An example of usage:
kudu table add_range_partition $KUDU_MASTER my_table [0] [1] \
--hash_schema='{"hash_schema": [{"columns": ["c"], "num_buckets": 5}]}'
Change-Id: I3832312b6ebfb397bb3083931f6d53039afc5e9b
Reviewed-on: http://gerrit.cloudera.org:8080/18814
Reviewed-by: Abhishek Chennaka <ac...@cloudera.com>
Reviewed-by: Mahesh Reddy <mr...@cloudera.com>
Tested-by: Alexey Serbin <al...@apache.org>
Reviewed-by: Attila Bukor <ab...@apache.org>
---
src/kudu/tools/kudu-admin-test.cc | 159 +++++++++++++++++++++++++++++++++++-
src/kudu/tools/tool.proto | 5 ++
src/kudu/tools/tool_action_table.cc | 55 +++++++++++--
3 files changed, 210 insertions(+), 9 deletions(-)

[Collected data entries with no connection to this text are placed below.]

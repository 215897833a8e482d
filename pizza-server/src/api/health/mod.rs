//! Health check
//!
//! | Path | Method | Auth |
//! |------|--------|------|
//! | /api/health | GET | none |
//!
//! ```json
//! {
//!   "status": "healthy",
//!   "version": "0.1.0",
//!   "uptimeSeconds": 42,
//!   "database": { "status": "ok", "latencyMs": 0 },
//!   "orderCount": 17,
//!   "redemptionCount": 3,
//!   "liveChannels": 2
//! }
//! ```

use axum::{Json, Router, extract::State, routing::get};
use serde::Serialize;
use std::sync::OnceLock;
use std::time::{Instant, SystemTime};

use crate::core::ServerState;

pub fn router() -> Router<ServerState> {
    Router::new().route("/api/health", get(health))
}

#[derive(Serialize)]
#[serde(rename_all = "camelCase")]
pub struct HealthResponse {
    /// healthy | degraded
    status: &'static str,
    version: &'static str,
    uptime_seconds: u64,
    database: CheckResult,
    order_count: u64,
    redemption_count: u64,
    live_channels: usize,
}

#[derive(Serialize)]
#[serde(rename_all = "camelCase")]
pub struct CheckResult {
    status: &'static str,
    #[serde(skip_serializing_if = "Option::is_none")]
    latency_ms: Option<u64>,
    #[serde(skip_serializing_if = "Option::is_none")]
    message: Option<String>,
}

static START_TIME: OnceLock<SystemTime> = OnceLock::new();

fn uptime_seconds() -> u64 {
    let start = START_TIME.get_or_init(SystemTime::now);
    SystemTime::now()
        .duration_since(*start)
        .map(|d| d.as_secs())
        .unwrap_or(0)
}

/// GET /api/health - liveness plus store counters
pub async fn health(State(state): State<ServerState>) -> Json<HealthResponse> {
    let started = Instant::now();
    let (database, stats) = match state.store.stats() {
        Ok(stats) => (
            CheckResult {
                status: "ok",
                latency_ms: Some(started.elapsed().as_millis() as u64),
                message: None,
            },
            stats,
        ),
        Err(e) => {
            tracing::error!(error = %e, "Health check: database unavailable");
            (
                CheckResult {
                    status: "error",
                    latency_ms: None,
                    message: Some("database unavailable".into()),
                },
                Default::default(),
            )
        }
    };

    Json(HealthResponse {
        status: if database.status == "ok" {
            "healthy"
        } else {
            "degraded"
        },
        version: env!("CARGO_PKG_VERSION"),
        uptime_seconds: uptime_seconds(),
        database,
        order_count: stats.order_count,
        redemption_count: stats.redemption_count,
        live_channels: state.hub.channel_count(),
    })
}
//! Core - configuration, shared state and the HTTP server
//!
//! - [`Config`] - environment-driven configuration
//! - [`ServerState`] - services shared by every handler
//! - [`Server`] - HTTP server
//! - [`ServerError`] - startup errors

pub mod config;
pub mod error;
pub mod server;
pub mod state;

pub use config::Config;
pub use error::{Result, ServerError};
pub use server::Server;
pub use state::ServerState;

diff --git a/src/kudu/tools/kudu-admin-test.cc b/src/kudu/tools/kudu-admin-test.cc
index 4d9706b4c..1480ce6f3 100644
--- a/src/kudu/tools/kudu-admin-test.cc
+++ b/src/kudu/tools/kudu-admin-test.cc
@@ -25,7 +25,6 @@
#include <memory>
#include <ostream>
#include <string>
-#include <thread>
#include <tuple>
#include <unordered_map>
#include <unordered_set>
@@ -142,7 +141,7 @@ using std::deque;
using std::endl;
using std::ostringstream;
using std::string;
-using std::thread;
+using std::pair;
using std::tuple;
using std::unique_ptr;
using std::vector;
@@ -3214,6 +3213,162 @@ TEST_F(AdminCliTest, TestAddAndDropRangePartitionForMultipleRangeColumnsTable) {
});
}
+TEST_F(AdminCliTest, AddAndDropRangeWithCustomHashSchema) {
+ FLAGS_num_tablet_servers = 1;
+ FLAGS_num_replicas = 1;
+
+ NO_FATALS(BuildAndStart());
+
+ const string& master_addr = cluster_->master()->bound_rpc_addr().ToString();
+ constexpr const char* const kTestTableName = "custom_hash_schemas";
+ constexpr const char* const kC0 = "c0";
+ constexpr const char* const kC1 = "c1";
+ constexpr const char* const kC2 = "c2";
+
+ {
+ KuduSchemaBuilder builder;
+ builder.AddColumn(kC0)->Type(KuduColumnSchema::INT8)->NotNull();
+ builder.AddColumn(kC1)->Type(KuduColumnSchema::INT16)->NotNull();
+ builder.AddColumn(kC2)->Type(KuduColumnSchema::STRING);
+ builder.SetPrimaryKey({ kC0, kC1 });
+ KuduSchema schema;
+ ASSERT_OK(builder.Build(&schema));
+
+ // Create a table with left-unbounded range partition having the
+ // table-wide hash schema.
+ unique_ptr<KuduPartialRow> l(schema.NewRow());
+ unique_ptr<KuduPartialRow> u(schema.NewRow());
+ ASSERT_OK(u->SetInt8(kC0, 0));
+
+ unique_ptr<KuduTableCreator> table_creator(client_->NewTableCreator());
+ ASSERT_OK(table_creator->table_name(kTestTableName)
+ .schema(&schema)
+ .set_range_partition_columns({ kC0 })
+ .add_hash_partitions({ kC1 }, 2)
+ .add_range_partition(l.release(), u.release())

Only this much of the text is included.